Data Scraping Problem


I am scraping data from facebook page for the wall posts, here is the url:

http://www.facebook.com/GMHTheBook?v=wall&ref=ts#!/GMHTheBook?v=wall&ref=ts

I sucessfully scraped all the visible wall posts using CURL.

Problem:

At the end of visible wall posts, there is Older Posts link which shows more wall posts once you click on that link. Now how do I sort of manually click that link to show more wall posts and scrap those posts as well?

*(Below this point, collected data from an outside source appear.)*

//! LLM client factory.
//!
//! Builds chat and embedding clients from `LlmSettings`, resolving which
//! credentials the chosen provider needs.

use crate::client::LlmClient;
use crate::embeddings::{AzureEmbeddingClient, EmbeddingClient};
use crate::providers::{AzureOpenAiClient, OllamaClient, OpenAiClient};
use crate::types::ProviderType;
use reviewlens_core::config::LlmSettings;
use reviewlens_core::{AppError, AppResult};
use std::sync::Arc;
use std::time::Duration;

/// Build the shared HTTP client with the configured timeout.
pub fn http_client(timeout_secs: u64) -> AppResult<reqwest::Client> {
    reqwest::Client::builder()
        .timeout(Duration::from_secs(timeout_secs))
        .build()
        .map_err(|e| AppError::Config(format!("Failed to create HTTP client: {}", e)))
}

/// Create a chat client for `provider`.
///
/// # Errors
/// Returns `AppError::Config` if the provider is unknown or a required
/// endpoint/key is missing.
pub fn create_client(provider: &str, settings: &LlmSettings) -> AppResult<Arc<dyn LlmClient>> {
    let provider_type = ProviderType::parse(provider)
        .ok_or_else(|| AppError::Config(format!("Unknown provider: {}", provider)))?;

    let http = http_client(settings.timeout_secs)?;

    match provider_type {
        ProviderType::OpenAI => {
            let api_key = required(&settings.openai_api_key, "OpenAI provider requires API key")?;
            Ok(Arc::new(OpenAiClient::with_base_url(
                settings.openai_base_url.as_str(),
                api_key,
                http,
            )))
        }
        ProviderType::Azure => {
            let endpoint = required(&settings.azure_endpoint, "Azure provider requires an endpoint")?;
            let deployment =
                required(&settings.azure_deployment, "Azure provider requires a deployment")?;
            let api_key = required(&settings.azure_api_key, "Azure provider requires API key")?;
            Ok(Arc::new(AzureOpenAiClient::new(
                endpoint,
                deployment,
                api_key,
                settings.azure_api_version.as_str(),
                http,
            )))
        }
        ProviderType::Ollama => Ok(Arc::new(OllamaClient::with_base_url(
            settings.ollama_endpoint.as_str(),
            http,
        ))),
    }
}

/// Create the Azure embedding client used for client-side query vectors.
pub fn create_embedding_client(settings: &LlmSettings) -> AppResult<Arc<dyn EmbeddingClient>> {
    let endpoint = required(
        &settings.azure_endpoint,
        "Embeddings require AZURE_OPENAI_ENDPOINT",
    )?;
    let deployment = required(
        &settings.embedding_deployment,
        "Embeddings require AZURE_OPENAI_EMBEDDING_DEPLOYMENT",
    )?;
    let api_key = required(
        &settings.azure_api_key,
        "Embeddings require AZURE_OPENAI_API_KEY",
    )?;

    Ok(Arc::new(AzureEmbeddingClient::new(
        endpoint,
        deployment,
        api_key,
        http_client(settings.timeout_secs)?,
    )))
}

fn required<'a>(value: &'a Option<String>, message: &str) -> AppResult<&'a str> {
    value
        .as_deref()
        .filter(|v| !v.trim().is_empty())
        .ok_or_else(|| AppError::Config(message.to_string()))
}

Any solution using any method for that? I am using CURL though but I hope there is just about any solution to deal with such situation?

Update:

Now I am using this code to get all the data, find the next link and fetch the data for that url and so on, here is the code:

ini_set('display_errors', true);
error_reporting(E_ALL);

$data = json_decode(file_get_contents(($url)), true);

$names = array();
$stories = array();

foreach($data['data'] as $post)
{
    $names[] = $post['from']['name'];
    $stories[] = $post['message'];
}

$url = $data['paging']['next'];

// this is meant to scrap data recurssively from the next links
while($url !== '')
{
    $url = $data['paging']['next'];
    $data = json_decode(file_get_contents(($url)), true);

    foreach($data['data'] as $post)
    {
        $names[] = $post['from']['name'];
        $stories[] = $post['message'];
    }

    $url = urldecode($data['paging']['next']);
    echo $url . '<br />';
}


for($j = 0; $j < count($names); $j++)
{
  $data .= $names[$j] . '|' . $stories[$j] . "\n";
}

$h = fopen("data.txt", "a+");
fwrite($h, $data);
fclose($h);

But the problem is that script keeps on running with no output at all, also no file is created. I have set the script time settings to higher value too. allow_url_fopen is also set to on. Is there anything wrong in the script or probably I am not doing the recurssion in the right way? Any solution/alternative to this?


Solution

  • You should use the Graph API. The data you are scraping is available in JSON format at

    and contains links for getting previous/next pages, e.g. paging.

    Example:

    $data = json_decode(file_get_contents(($url)));
    foreach($data->data as $post) {
        echo $post->from->name, ': ',
             $post->message,
             PHP_EOL;
    }
    

    The above will output all the posts on the wall. For paging do

    echo $data->paging->previous;
    echo $data->paging->next;
    

    This will output two URLs. All you have to do is load them again.